Question

So I've implemented the Longest Common Subsequence algorithm for the Introduction to Algorithms book (CLRS) in C++, and it works fine, kinda. When I do something like this:

./lcs abc bc > OUTPUT

When I open the OUTPUT file in vim, I see this:

2 bc^@

Which is correct, sans that weird ^@ symbol. I did some Googling and this appears to be some sort of NULL character?

I've never run into this problem before.. anyone know how to get rid of it?

Thanks! -kstruct

EDIT Here's the code that does the printing:

cout << lcsLength << " ";
    if (lcsLength > 0) cout << lcsString;

return 0;

Where lcsString is a std::string. Not sure if that helps...

Was it helpful?

Solution

You've shown the code that outputs lcsString, but unlike a C style string, a std::string type can contain null characters since the length is maintained separately from the string data itself.

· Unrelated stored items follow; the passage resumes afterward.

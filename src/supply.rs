use crate::round_to;
use derive_more::{Display, Error, From};
use log_error::LogError;
use mpstats_client::wb_card::WbCardClient;
use mpstats_client::{FetchError, MpstatsClient};
use rust_decimal::Decimal;
use serde::Serialize;
use std::sync::Arc;
use time::{Date, Duration};
use wb_types::iso_date;
use wb_types::supply::{
    self, DailyRecord, ItemMetadata, PlanningConfig, PlanningError, SupplyReport,
};

/// Days of history a monthly analysis looks back over.
pub const ANALYSIS_WINDOW_DAYS: i64 = 30;

#[derive(Debug, Display, Error, From)]
pub enum SupplyPlanningError {
    Fetch(FetchError),
    Planning(PlanningError),
}

/// One point of the chart series, copied from the fetched records.
#[derive(Debug, Clone, PartialEq, Serialize)]
pub struct SalesPoint {
    pub date: String,
    pub sales: u64,
    pub balance: u64,
    #[serde(with = "rust_decimal::serde::float")]
    pub price: Decimal,
}

impl From<&DailyRecord> for SalesPoint {
    fn from(r: &DailyRecord) -> Self {
        Self {
            date: iso_date::format(&r.date),
            sales: r.units_sold,
            balance: r.stock_balance,
            price: r.unit_price,
        }
    }
}

/// Dashboard view of a [`SupplyReport`], rounded for display.
#[derive(Debug, Clone, PartialEq, Serialize)]
pub struct SupplyAnalysis {
    pub sku: String,
    pub name: String,
    pub brand: String,
    pub category: String,

    pub total_sales: u64,
    pub total_days: usize,
    pub avg_daily_sales: f64,
    pub start_balance: u64,
    pub end_balance: u64,
    pub avg_balance: f64,
    pub turnover: f64,

    pub target_stock: i64,
    pub safety_stock: i64,
    pub reorder_point: i64,
    pub recommended_order: i64,

    #[serde(with = "rust_decimal::serde::float")]
    pub revenue: Decimal,
    #[serde(with = "rust_decimal::serde::float")]
    pub cogs: Decimal,
    pub margin: f64,
    pub stock_value: i64,

    pub sales_trend: f64,
    pub trend: String,
    pub trend_emoji: &'static str,
    pub trend_text: &'static str,

    pub forecast_next_month: i64,
    pub planned_deliveries: i64,
    pub forecast_end_balance: i64,

    pub shortage: i64,
    pub overstock: i64,
    pub out_of_stock_risk: f64,

    pub days_of_supply: f64,
    pub sales_to_stock_ratio: f64,
    pub supply_priority: String,
    pub supply_priority_emoji: &'static str,
    pub supply_priority_text: &'static str,
    pub estimated_oos_date: String,

    pub sales_graph: Vec<SalesPoint>,
}

fn quantity(x: f64) -> i64 {
    x.round() as i64
}

impl SupplyAnalysis {
    pub fn new(metadata: ItemMetadata, report: &SupplyReport, records: &[DailyRecord]) -> Self {
        Self {
            sku: metadata.id,
            name: metadata.name,
            brand: metadata.brand,
            category: metadata.category,
            total_sales: report.total_sales,
            total_days: report.total_days,
            avg_daily_sales: round_to(report.avg_daily_sales, 2),
            start_balance: report.start_balance,
            end_balance: report.end_balance,
            avg_balance: round_to(report.avg_balance, 2),
            turnover: round_to(report.turnover, 2),
            target_stock: quantity(report.target_stock),
            safety_stock: quantity(report.safety_stock),
            reorder_point: quantity(report.reorder_point),
            recommended_order: quantity(report.recommended_order),
            revenue: report.revenue.round_dp(2),
            cogs: report.cogs.round_dp(2),
            margin: round_to(report.margin_pct, 2),
            stock_value: report.stock_value.round().try_into().unwrap_or(i64::MAX),
            sales_trend: round_to(report.sales_trend_pct, 2),
            trend: report.trend.to_string(),
            trend_emoji: report.trend.emoji(),
            trend_text: report.trend.label(),
            forecast_next_month: quantity(report.forecast_next_period),
            planned_deliveries: quantity(report.planned_deliveries),
            forecast_end_balance: quantity(report.forecast_end_balance),
            shortage: quantity(report.shortage),
            overstock: quantity(report.overstock),
            out_of_stock_risk: round_to(report.out_of_stock_risk_pct, 2),
            days_of_supply: round_to(report.days_of_supply, 1),
            sales_to_stock_ratio: round_to(report.sales_to_stock_ratio, 3),
            supply_priority: report.supply_priority.to_string(),
            supply_priority_emoji: report.supply_priority.emoji(),
            supply_priority_text: report.supply_priority.label(),
            estimated_oos_date: iso_date::format(&report.estimated_stockout_date),
            sales_graph: records.iter().map(SalesPoint::from).collect(),
        }
    }
}

/// Response envelope shared by the planning endpoints.
#[derive(Debug, Serialize)]
pub struct Envelope<T> {
    pub success: bool,
    pub data: T,
}

impl<T> Envelope<T> {
    pub fn ok(data: T) -> Self {
        Self {
            success: true,
            data,
        }
    }
}

/// Fetches a month of sales and turns it into a supply plan.
pub struct SupplyPlanningService {
    mpstats: Arc<MpstatsClient>,
    cards: Option<Arc<WbCardClient>>,
}

impl SupplyPlanningService {
    pub fn new(mpstats: Arc<MpstatsClient>, cards: Option<Arc<WbCardClient>>) -> Self {
        Self { mpstats, cards }
    }

    pub fn mpstats(&self) -> &MpstatsClient {
        &self.mpstats
    }

    async fn metadata(&self, sku: &str) -> ItemMetadata {
        let Some(cards) = &self.cards else {
            return ItemMetadata::default();
        };
        cards
            .product(sku)
            .await
            .log_error("Unable to enrich item from WB card")
            .flatten()
            .unwrap_or_default()
    }

    pub async fn monthly_analysis(
        &self,
        sku: &str,
        config: &PlanningConfig,
        today: Date,
    ) -> Result<SupplyAnalysis, SupplyPlanningError> {
        let sku = sku.trim();
        let d1 = today - Duration::days(ANALYSIS_WINDOW_DAYS);
        let series = self.mpstats.item_series(sku, d1, today).await?;
        let report = supply::calculate(&series.records, config, today)?;
        let metadata = series.metadata.or(self.metadata(sku).await).or(ItemMetadata {
            id: sku.to_string(),
            ..Default::default()
        });
        log::info!(
            "Supply plan for {sku}: {} days, priority {}",
            report.total_days,
            report.supply_priority
        );
        Ok(SupplyAnalysis::new(metadata, &report, &series.records))
    }
}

Try adding the following to dump the contents of the string:

cout << "length of lcsString: " << lcsString.length() << endl;
cout << '"' << lcsString << '"' << endl;
for (int i = 0; i < lcsString.length(); ++i) {
    cout << hex <<  int(lcsString[i]) << " ";
}
cout << endl;

I'll bet you will see:

length of lcsString: 3
"bc "
62 63 0 

Then you'll need to find out what you're doing to create (or modify) lcsString such that it contains a null character at the end.

OTHER TIPS

That's NUL (which is a character value, and is defined to be all-bits-zero), not NULL (which is a pointer, almost always also all-bits-zero, but not required to be).

We're gonna need to see your code to know for sure, but the most likely cause of this is that you printed one more byte of a C-string (which always has NUL as its very last byte) than you should have.